Thank you. Is the Tokyo RCA set superior/inferior to the later Harmonia Mundi? Or not much between them?


----------



## KenOC (Mar 7, 2011)

The later set is much more recent and has somewhat better sonics; but the sound on the earlier set is fine too. At the level of difference, it has little impact on my listening. I have only part of the Harmonia Mundi set, and the playing seems quite similar.


----------



## echmain (Jan 18, 2013)

Steve Wright said:


> PPS I think the only set for which I have read unadulterated praise (apart from the Alexanders, whom I've only learned about today) is the Cleveland Quartet. But they're perhaps just out of my budget:
> http://www.amazon.co.uk/Complete-Quartets-Cleveland-String-Quartet/dp/B000003D2W/ref=sr_1_1?ie=UTF8&qid=1426275134&sr=8-1&keywords=beethoven+complete+quartets+cleveland


Steve, I have this set and I love it. But the price you found is for the box set. You can buy the discs individually for much less if you don't mind used CDs. These are the current listings on Amazon. But you can probably also find them on eBay, etc.

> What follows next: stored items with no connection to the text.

//! Execution Driver - lifecycle of durable executions
//!
//! The driver owns the collaborators (history store, callback store, clock,
//! invoker, callback submitter) and runs the workflow function once per
//! attempt. Every attempt replays the function from the start against the
//! recorded history.
//!
//! # Lifecycle
//!
//! ```text
//!             start
//!               │
//!               ▼
//!          ┌─────────┐  suspension   ┌─────────┐
//!          │ running │──────────────→│ waiting │
//!          │         │←──────────────│         │
//!          └─────────┘    resume     └─────────┘
//!           │       │
//!   returns │       │ error escapes
//!           ▼       ▼
//!   ┌───────────┐ ┌────────┐
//!   │ completed │ │ failed │   terminal: resume returns the stored outcome
//!   └───────────┘ └────────┘
//! ```
//!
//! A fatal error (history store down) leaves the execution `running` and is
//! returned as `Err`; the next resume replays it again.
//!
//! # Example
//!
//! ```rust,ignore
//! let driver = ExecutionDriver::new(workflow_fn("order", order_workflow))
//!     .with_history_store(Arc::new(store))
//!     .with_config(EngineConfig::load(None)?);
//!
//! match driver.start("order-42", json!({"sku": "A1"})).await? {
//!     ExecutionOutcome::Completed(value) => println!("done: {}", value),
//!     ExecutionOutcome::Suspended(s) => println!("waiting until {:?}", s.wake_at),
//!     ExecutionOutcome::Failed { error, .. } => eprintln!("failed: {}", error),
//! }
//! ```

use crate::clock::{Clock, SystemClock};
use crate::config::EngineConfig;
use crate::context::{DurableContext, Runtime};
use crate::error::{kinds, DurableError, Result, Suspension};
use crate::invoke::{Invoker, LocalInvoker};
use crate::submitter::{CallbackSubmitter, LoggingSubmitter};
use crate::workflow::Workflow;
use durable_checkpoint::{
    CallbackStore, ErrorObject, ExecutionRecord, ExecutionStatus, HistoryStore, HistoryStream,
    InMemoryCallbackStore, InMemoryHistoryStore, SignalOutcome, StepRecord,
};
use serde::{Deserialize, Serialize};
use serde_json::Value;
use std::fmt;
use std::sync::Arc;
use tokio::sync::watch;
use tracing::{debug, error, info, instrument, warn};

/// Result of driving an execution once
#[derive(Debug, Clone, PartialEq, Serialize, Deserialize)]
#[serde(tag = "status", rename_all = "camelCase")]
pub enum ExecutionOutcome {
    /// The workflow returned
    Completed(Value),
    /// An error escaped the workflow
    Failed {
        /// Final error
        error: ErrorObject,
        /// Full history at the time of failure
        history: Vec<StepRecord>,
    },
    /// The workflow is waiting
    Suspended(Suspension),
}

impl ExecutionOutcome {
    /// Whether the execution completed
    pub fn is_completed(&self) -> bool {
        matches!(self, ExecutionOutcome::Completed(_))
    }

    /// Whether the execution is waiting
    pub fn is_suspended(&self) -> bool {
        matches!(self, ExecutionOutcome::Suspended(_))
    }

    /// Completed value, if any
    pub fn completed(&self) -> Option<&Value> {
        match self {
            ExecutionOutcome::Completed(value) => Some(value),
            _ => None,
        }
    }
}

/// Starts, resumes and signals durable executions of one workflow
pub struct ExecutionDriver {
    workflow: Arc<dyn Workflow>,
    history: Arc<dyn HistoryStore>,
    callbacks: Arc<dyn CallbackStore>,
    clock: Arc<dyn Clock>,
    invoker: Arc<dyn Invoker>,
    submitter: Arc<dyn CallbackSubmitter>,
    config: EngineConfig,
    signals: watch::Sender<u64>,
}

impl ExecutionDriver {
    /// Driver with in-memory stores, the system clock and default config
    pub fn new<W: Workflow + 'static>(workflow: W) -> Self {
        let (signals, _) = watch::channel(0);
        Self {
            workflow: Arc::new(workflow),
            history: Arc::new(InMemoryHistoryStore::new()),
            callbacks: Arc::new(InMemoryCallbackStore::new()),
            clock: Arc::new(SystemClock),
            invoker: Arc::new(LocalInvoker::new()),
            submitter: Arc::new(LoggingSubmitter),
            config: EngineConfig::default(),
            signals,
        }
    }

    /// Use `history` for step records and execution records
    pub fn with_history_store(mut self, history: Arc<dyn HistoryStore>) -> Self {
        self.history = history;
        self
    }

    /// Use `callbacks` for wait tokens
    pub fn with_callback_store(mut self, callbacks: Arc<dyn CallbackStore>) -> Self {
        self.callbacks = callbacks;
        self
    }

    /// Use `clock` for timers and timestamps
    pub fn with_clock(mut self, clock: Arc<dyn Clock>) -> Self {
        self.clock = clock;
        self
    }

    /// Use `invoker` for `ctx.invoke`
    pub fn with_invoker(mut self, invoker: Arc<dyn Invoker>) -> Self {
        self.invoker = invoker;
        self
    }

    /// Use `submitter` to publish new callback ids
    pub fn with_submitter(mut self, submitter: Arc<dyn CallbackSubmitter>) -> Self {
        self.submitter = submitter;
        self
    }

    /// Replace the engine configuration
    pub fn with_config(mut self, config: EngineConfig) -> Self {
        self.config = config;
        self
    }

    /// Engine configuration in effect
    pub fn config(&self) -> &EngineConfig {
        &self.config
    }

    /// Start `execution_id` with `input`.
    ///
    /// Starting an id that already exists behaves like [`resume`](Self::resume)
    /// and keeps the original input.
    #[instrument(skip(self, input), fields(workflow = self.workflow.name()))]
    pub async fn start(&self, execution_id: &str, input: Value) -> Result<ExecutionOutcome> {
        if let Some(existing) = self.history.get_execution(execution_id).await? {
            if existing.input != input {
                warn!(execution_id, "execution exists, ignoring new input");
            }
            return self.drive(existing).await;
        }

        let record = ExecutionRecord::new(execution_id, input, self.clock.now());
        let record = self.history.create_execution(record).await?;
        info!(execution_id, "execution created");
        self.drive(record).await
    }

    /// Replay a non-terminal execution, or return the stored terminal outcome
    #[instrument(skip(self), fields(workflow = self.workflow.name()))]
    pub async fn resume(&self, execution_id: &str) -> Result<ExecutionOutcome> {
        let record = self
            .history
            .get_execution(execution_id)
            .await?
            .ok_or_else(|| DurableError::NotFound(execution_id.to_string()))?;
        self.drive(record).await
    }

    /// Deliver `payload` to the callback wait registered under `callback_id`.
    ///
    /// `callback_id` is the execution-scoped id handed to the
    /// [`CallbackSubmitter`] (see [`callback_id`](crate::callback_id)), not the
    /// bare name the workflow passed to `wait_for_callback`.
    #[instrument(skip(self, payload))]
    pub async fn signal(&self, callback_id: &str, payload: Value) -> Result<SignalOutcome> {
        let outcome = self
            .callbacks
            .signal(callback_id, payload, self.clock.now())
            .await?;
        if let Some(execution_id) = outcome.execution_id() {
            info!(execution_id, callback_id, "callback signal accepted");
            self.signals.send_modify(|generation| *generation += 1);
        }
        Ok(outcome)
    }

    /// Start (or resume) and keep resuming until the execution is terminal.
    ///
    /// Between attempts the driver sleeps on the clock until the earliest
    /// wake time, or until an accepted [`signal`](Self::signal) arrives.
    /// Signals must come from another task holding the driver (e.g. an `Arc`).
    pub async fn run_to_completion(&self, execution_id: &str, input: Value) -> Result<ExecutionOutcome> {
        let mut signals = self.signals.subscribe();
        let mut outcome = self.start(execution_id, input).await?;

        loop {
            let suspension = match outcome {
                ExecutionOutcome::Suspended(suspension) => suspension,
                done => return Ok(done),
            };

            debug!(
                execution_id,
                wake_at = ?suspension.wake_at,
                callbacks = ?suspension.callbacks,
                "waiting before next attempt"
            );
            match suspension.wake_at {
                Some(wake_at) => {
                    tokio::select! {
                        _ = self.clock.sleep_until(wake_at) => {}
                        changed = signals.changed() => changed.map_err(|_| closed_channel())?,
                    }
                }
                None => signals.changed().await.map_err(|_| closed_channel())?,
            }
            outcome = self.resume(execution_id).await?;
        }
    }

    /// Execution record, if it exists
    pub async fn execution(&self, execution_id: &str) -> Result<Option<ExecutionRecord>> {
        Ok(self.history.get_execution(execution_id).await?)
    }

    /// Full history ordered by sequence
    pub async fn history(&self, execution_id: &str) -> Result<Vec<StepRecord>> {
        Ok(self.history.history(execution_id).await?)
    }

    /// History as an async stream ordered by sequence
    pub async fn history_stream(&self, execution_id: &str) -> Result<HistoryStream> {
        Ok(self.history.list(execution_id).await?)
    }

    async fn drive(&self, record: ExecutionRecord) -> Result<ExecutionOutcome> {
        if record.status.is_terminal() {
            debug!(
                execution_id = %record.execution_id,
                status = %record.status,
                "execution is terminal, returning stored outcome"
            );
            return self.stored_outcome(record).await;
        }
        self.run_attempt(record).await
    }

    async fn run_attempt(&self, mut record: ExecutionRecord) -> Result<ExecutionOutcome> {
        record.attempts += 1;
        record.status = ExecutionStatus::Running;
        record.updated_at = self.clock.now();
        self.history.update_execution(&record).await?;
        info!(
            execution_id = %record.execution_id,
            attempt = record.attempts,
            "running workflow"
        );

        let ctx = DurableContext::root(Arc::new(Runtime {
            execution_id: record.execution_id.clone(),
            history: Arc::clone(&self.history),
            callbacks: Arc::clone(&self.callbacks),
            clock: Arc::clone(&self.clock),
            invoker: Arc::clone(&self.invoker),
            submitter: Arc::clone(&self.submitter),
            config: self.config.clone(),
        }));

        let result = self.workflow.run(ctx, record.input.clone()).await;
        record.updated_at = self.clock.now();

        match result {
            Ok(value) => {
                record.status = ExecutionStatus::Completed;
                record.result = Some(value.clone());
                self.history.update_execution(&record).await?;
                info!(execution_id = %record.execution_id, attempts = record.attempts, "execution completed");
                Ok(ExecutionOutcome::Completed(value))
            }
            Err(DurableError::Suspended(suspension)) => {
                record.status = ExecutionStatus::Waiting;
                self.history.update_execution(&record).await?;
                info!(
                    execution_id = %record.execution_id,
                    wake_at = ?suspension.wake_at,
                    callbacks = ?suspension.callbacks,
                    "execution waiting"
                );
                Ok(ExecutionOutcome::Suspended(suspension))
            }
            Err(err) if err.is_fatal() => {
                error!(execution_id = %record.execution_id, error = %err, "fatal engine error");
                Err(err)
            }
            Err(err) => {
                let error = err.to_error_object();
                record.status = ExecutionStatus::Failed;
                record.error = Some(error.clone());
                self.history.update_execution(&record).await?;
                warn!(execution_id = %record.execution_id, error = %error, "execution failed");
                let history = self.history.history(&record.execution_id).await?;
                Ok(ExecutionOutcome::Failed { error, history })
            }
        }
    }

    async fn stored_outcome(&self, record: ExecutionRecord) -> Result<ExecutionOutcome> {
        match record.status {
            ExecutionStatus::Completed => Ok(ExecutionOutcome::Completed(
                record.result.unwrap_or(Value::Null),
            )),
            _ => {
                let history = self.history.history(&record.execution_id).await?;
                let error = record
                    .error
                    .unwrap_or_else(|| ErrorObject::new(kinds::OPERATION, "execution failed"));
                Ok(ExecutionOutcome::Failed { error, history })
            }
        }
    }
}

fn closed_channel() -> DurableError {
    DurableError::Fatal("signal channel closed".to_string())
}

impl fmt::Debug for ExecutionDriver {
    fn fmt(&self, f: &mut fmt::Formatter<'_>) -> fmt::Result {
        f.debug_struct("ExecutionDriver")
            .field("workflow", &self.workflow.name())
            .field("clock", &self.clock)
            .field("config", &self.config)
            .finish()
    }
}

http://amzn.com/B000003D0L -- Op 18 no 1, 2, 3
http://amzn.com/B000003D1H -- Op 18 no 4, 5
http://amzn.com/B000003CWF -- Op 18 no 6, Op 59 No 1
http://amzn.com/B000003CXH -- Op 59 no 2, 3
http://amzn.com/B000003CZQ -- Op 74, 95
http://amzn.com/B000003D1S -- Op 127, 131
http://amzn.com/B000003D1U -- Op 132, 135
http://amzn.com/B000003D1P -- Op 130, Op 133 (Grosse Fuge)

Unfortunately, that last one is a bit steep. If you search around I'm sure you can find it for much less. These discs aren't rarities.


----------



## Balthazar (Aug 30, 2014)

I have had the Amadeus set for ages and more recently acquired the Takács and the Alexander (Foghorn). 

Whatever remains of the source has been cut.